The Newport Beach undergrounding debate should not be a debate about the pros and cons of undergrounding. It is really about forcing residents to suffer an unrequested and undesired financial burden for a non-essential service.
The City should change their purportedly neutral but actually pro-undergrounding policy. Their tacit approval of the undergrounding petition process (by paying for the mailing, refusal to notify residents of their ability to rescind their names with another mailing, and repeated refusal of requested information), has pitted neighbor against neighbor and created irreparable harm to our community in the name of aesthetics.
The City says it realizes that the outdated petition process based on a 1913 law is ‘contentious.’ They don’t seem to realize that the process is permanently fracturing our community. In AD118 many neighbors who have been friends for decades are now literally not talking to each other because of this issue. How sad, and how avoidable if the City Council would change the laws to remedy the process where as few as three people (or in AD118’s case, the City) can so easily initiate a petition for an Assessment District. The City shouldn’t be neutral. It should be proactive in protecting its residents from financial attack.
On January 16, 2015 the City of Newport Beach sent out a Petition for Proposed Undergrounding District 118, with an enclosed response postcard asking homeowners to simply ‘acknowledge interest in the formation of this District.’ This was misleading. The Pro-Undergrounding Petition is more than a simple expression of interest.
Why is simply ‘acknowledging interest’ a binding commitment? If 60 percent of the homeowners “acknowledge interest in the formation of this district” by putting their names on a vaguely worded postcard, it will obligate the City to send out a binding ballot election where if 51 percent of the turnout (not 51 percent of the total homeowners) are in favor, it will legally obligate (at the risk of “foreclosure”) ALL homeowners to spend or borrow an average of $25,000, and delay by up to eight years already funded alley improvements in the Heights.
We think this is wrong!
There was significant community concern that the petition and postcard sent by the City was misleading and deceptive for some of the following reasons: There was no opportunity to vote ‘No,’ many larger and/or commercial parcels will have assessments significantly greater than $20-25,000, the additional cost of connections is not listed in the petition (up to $5,000), there is no mention that electrical, plumbing, irrigation, landscape and hardscape changes must be absorbed by homeowner, there is no mention that the alley improvements will be delayed by six to eight years, and there is no mention that approximately $400,000 of City funds will be paid to the utilities just for the estimate.
This is clearly unfair to those who know and care nothing about the undergrounding process and may be unlikely to vote – but who would be legally obligated to pay upwards of $25,000 if the ballot passes.
Almost three months have passed since the Pro-Undergrounding mailing was sent out to every proposed District property owner at City expense and they still haven’t been able to enlist the number of people needed by law to take the undergrounding process forward. We (230 supporters and growing daily) feel that more than enough time has passed and it is time to stop this process immediately. NOT doing so is a waste of time, effort and possibly $400,000 of taxpayer money simply for the estimate.

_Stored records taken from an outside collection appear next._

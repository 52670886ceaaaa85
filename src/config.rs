//! Configuration management for the portfolio pipeline
//!
//! Supports loading configuration from:
//! - Default values
//! - Config file (portfolio.toml)
//! - Environment variables (PORTFOLIO__*)
//!
//! ## Example config file (portfolio.toml):
//! ```toml
//! [content]
//! root = "./portfolio_content"
//! media_dir = "./static"
//!
//! [images]
//! large_max_dimensions = [1500, 1500]
//! quality = 85
//! force_rewrite = false
//! workers = 5
//!
//! [spelling]
//! system_dictionaries = true
//! dictionaries = ["./words/hardware.txt"]
//! extra_words = ["esologic", "telapush"]
//!
//! [vocabulary]
//! mediums = ["woodworking"]
//! ```

use config_crate::{Config, ConfigError, Environment, File};
use serde::{Deserialize, Serialize};
use std::path::PathBuf;

/// Main configuration for the pipeline
#[derive(Debug, Clone, Default, Serialize, Deserialize)]
pub struct PortfolioConfig {
    /// Where content is read from and media written to
    #[serde(default)]
    pub content: ContentConfig,

    /// Image size profiles
    #[serde(default)]
    pub images: ImagesConfig,

    /// Advisory spell-checking
    #[serde(default)]
    pub spelling: SpellingConfig,

    /// Medium tag registry and display fix-ups
    #[serde(default)]
    pub vocabulary: VocabularyConfig,

    /// Sentence rules
    #[serde(default)]
    pub validation: ValidationConfig,
}

/// Content locations
#[derive(Debug, Clone, Serialize, Deserialize)]
pub struct ContentConfig {
    /// Directory containing the portfolio yaml and the section directories
    #[serde(default = "default_content_root")]
    pub root: PathBuf,

    /// Rendered media is written here
    #[serde(default = "default_media_dir")]
    pub media_dir: PathBuf,
}

/// Describes how images are to be modified for inclusion in the portfolio.
#[derive(Debug, Clone, Serialize, Deserialize)]
pub struct ImagesConfig {
    /// Portrait, entry media, headers
    #[serde(default = "default_large")]
    pub large_max_dimensions: (u32, u32),

    /// Back button, section logos
    #[serde(default = "default_small")]
    pub small_max_dimensions: (u32, u32),

    /// Favicons
    #[serde(default = "default_icon")]
    pub icon_max_dimensions: (u32, u32),

    /// Encoder quality, used by lossy formats
    #[serde(default = "default_quality")]
    pub quality: u8,

    /// Re-create every image even if the output already exists
    #[serde(default)]
    pub force_rewrite: bool,

    /// Size of the gallery worker pool
    #[serde(default = "default_workers")]
    pub workers: usize,
}

/// Spelling configuration
#[derive(Debug, Clone, Serialize, Deserialize)]
pub struct SpellingConfig {
    #[serde(default = "default_true")]
    pub enabled: bool,

    /// Also load the distribution word lists under /usr/share/dict
    #[serde(default = "default_true")]
    pub system_dictionaries: bool,

    /// Newline separated word lists loaded on top of the built-in list
    #[serde(default)]
    pub dictionaries: Vec<PathBuf>,

    #[serde(default)]
    pub extra_words: Vec<String>,
}

/// Vocabulary configuration
#[derive(Debug, Clone, Serialize, Deserialize)]
pub struct VocabularyConfig {
    /// Medium tags accepted in addition to the built-in registry
    #[serde(default)]
    pub mediums: Vec<String>,

    /// Word replacements applied after title-casing medium tags
    #[serde(default = "default_replacements")]
    pub replacements: Vec<(String, String)>,
}

/// Validation configuration
#[derive(Debug, Clone, Serialize, Deserialize)]
pub struct ValidationConfig {
    /// Sentence fields must end with one of these characters
    #[serde(default = "default_terminal_punctuation")]
    pub terminal_punctuation: Vec<char>,
}

// Default value functions
fn default_content_root() -> PathBuf {
    PathBuf::from("portfolio_content")
}

fn default_media_dir() -> PathBuf {
    PathBuf::from("static")
}

fn default_large() -> (u32, u32) {
    (1500, 1500)
}

fn default_small() -> (u32, u32) {
    (500, 500)
}

fn default_icon() -> (u32, u32) {
    (100, 100)
}

fn default_quality() -> u8 {
    85
}

fn default_workers() -> usize {
    5
}

fn default_true() -> bool {
    true
}

fn default_replacements() -> Vec<(String, String)> {
    [("3d", "3D"), ("Cad", "CAD"), ("Led", "LED"), ("Pcb", "PCB")]
        .into_iter()
        .map(|(bad, good)| (bad.to_string(), good.to_string()))
        .collect()
}

fn default_terminal_punctuation() -> Vec<char> {
    vec!['.']
}

impl Default for ContentConfig {
    fn default() -> Self {
        Self {
            root: default_content_root(),
            media_dir: default_media_dir(),
        }
    }
}

impl Default for ImagesConfig {
    fn default() -> Self {
        Self {
            large_max_dimensions: default_large(),
            small_max_dimensions: default_small(),
            icon_max_dimensions: default_icon(),
            quality: default_quality(),
            force_rewrite: false,
            workers: default_workers(),
        }
    }
}

impl Default for SpellingConfig {
    fn default() -> Self {
        Self {
            enabled: true,
            system_dictionaries: true,
            dictionaries: Vec::new(),
            extra_words: Vec::new(),
        }
    }
}

impl Default for VocabularyConfig {
    fn default() -> Self {
        Self {
            mediums: Vec::new(),
            replacements: default_replacements(),
        }
    }
}

impl Default for ValidationConfig {
    fn default() -> Self {
        Self {
            terminal_punctuation: default_terminal_punctuation(),
        }
    }
}

impl PortfolioConfig {
    /// Load configuration from default locations
    pub fn load() -> Result<Self, ConfigError> {
        Self::load_from(None)
    }

    /// Load configuration from a specific file
    pub fn load_from(config_path: Option<&str>) -> Result<Self, ConfigError> {
        let mut builder = Config::builder();

        let config_locations = [
            "portfolio.toml",
            ".portfolio.toml",
            "config/portfolio.toml",
        ];

        for location in config_locations {
            builder = builder.add_source(File::with_name(location).required(false));
        }

        if let Some(config_dir) = directories::ProjectDirs::from("dev", "portfolio", "portfolio-content") {
            let xdg_config = config_dir.config_dir().join("portfolio.toml");
            if xdg_config.exists() {
                builder = builder.add_source(File::from(xdg_config).required(false));
            }
        }

        if let Some(path) = config_path {
            builder = builder.add_source(File::with_name(path).required(true));
        }

        // PORTFOLIO__IMAGES__FORCE_REWRITE=true
        builder = builder.add_source(
            Environment::with_prefix("PORTFOLIO")
                .separator("__")
                .try_parsing(true),
        );

        let config: Self = builder.build()?.try_deserialize()?;
        config.validate()?;
        Ok(config)
    }

    /// Reject values the pipeline cannot work with
    pub fn validate(&self) -> Result<(), ConfigError> {
        let images = &self.images;
        if !(1..=100).contains(&images.quality) {
            return Err(ConfigError::Message(format!(
                "images.quality must be in 1..=100, got {}",
                images.quality
            )));
        }
        for (name, (width, height)) in [
            ("large_max_dimensions", images.large_max_dimensions),
            ("small_max_dimensions", images.small_max_dimensions),
            ("icon_max_dimensions", images.icon_max_dimensions),
        ] {
            if width == 0 || height == 0 {
                return Err(ConfigError::Message(format!(
                    "images.{} must be non-zero, got {}x{}",
                    name, width, height
                )));
            }
        }
        if images.workers == 0 {
            return Err(ConfigError::Message("images.workers must be > 0".to_string()));
        }
        if self.validation.terminal_punctuation.is_empty() {
            return Err(ConfigError::Message(
                "validation.terminal_punctuation must not be empty".to_string(),
            ));
        }
        Ok(())
    }

    /// Save configuration to a file
    pub fn save(&self, path: &str) -> std::io::Result<()> {
        let content = toml::to_string_pretty(self)
            .map_err(|e| std::io::Error::new(std::io::ErrorKind::InvalidData, e))?;
        std::fs::write(path, content)
    }
}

In response to our concern about posting accurate information on the noundergrounding.comwebsite, the City created the currently posted District 118 FAQs, partially answering some of our questions while completely ignoring others. The remaining questions that the City has refused to answer despite repeated requests are:
1- The City has admitted that they don’t have the usually required formal letter from ANY residents requesting the petition for undergrounding, the usual procedure posted on the City’s website. What were the special circumstances in this case for the City to initiate the process?
2- The City has admitted that they “have essentially cut/skipped some steps in the process and went right to the petition stage to save time.” Is it legal for the City to cut and skip steps in the usual petition process to save time? In response they have defensively posted on their most recent FAQs that they can legally initiate the Petition on their own, although this is not the usual process.
3- From examining the history of the changing map boundaries (see Maps section of noundergrounding.com) it appears that the City is gerrymandering the District to push through their undergrounding agenda. What are the specific details of the community input that led to changes in the boundaries of District 118?
4- The City stated that in the case of Newport Heights, proponents of the district developed an undergrounding interest list last summer and that these proponents received over 150 signatures in support of undergrounding, but both the City and undergrounding proponents have repeatedly refused to provide this list.
The argument against the petition for undergrounding is simple and clear: It is simply not fair to force others to pay more than $20,000 (ironically, enough to pay for a solar installation and almost eliminate our monthly electric bills) and delay by years the already funded alley repairs, for the aesthetic whims of their neighbors.
Arguing the pros and cons of undergrounding is irrelevant and distracts from the main point which again bears repeating: residents should not be forced to pay this kind of money for non-essential services.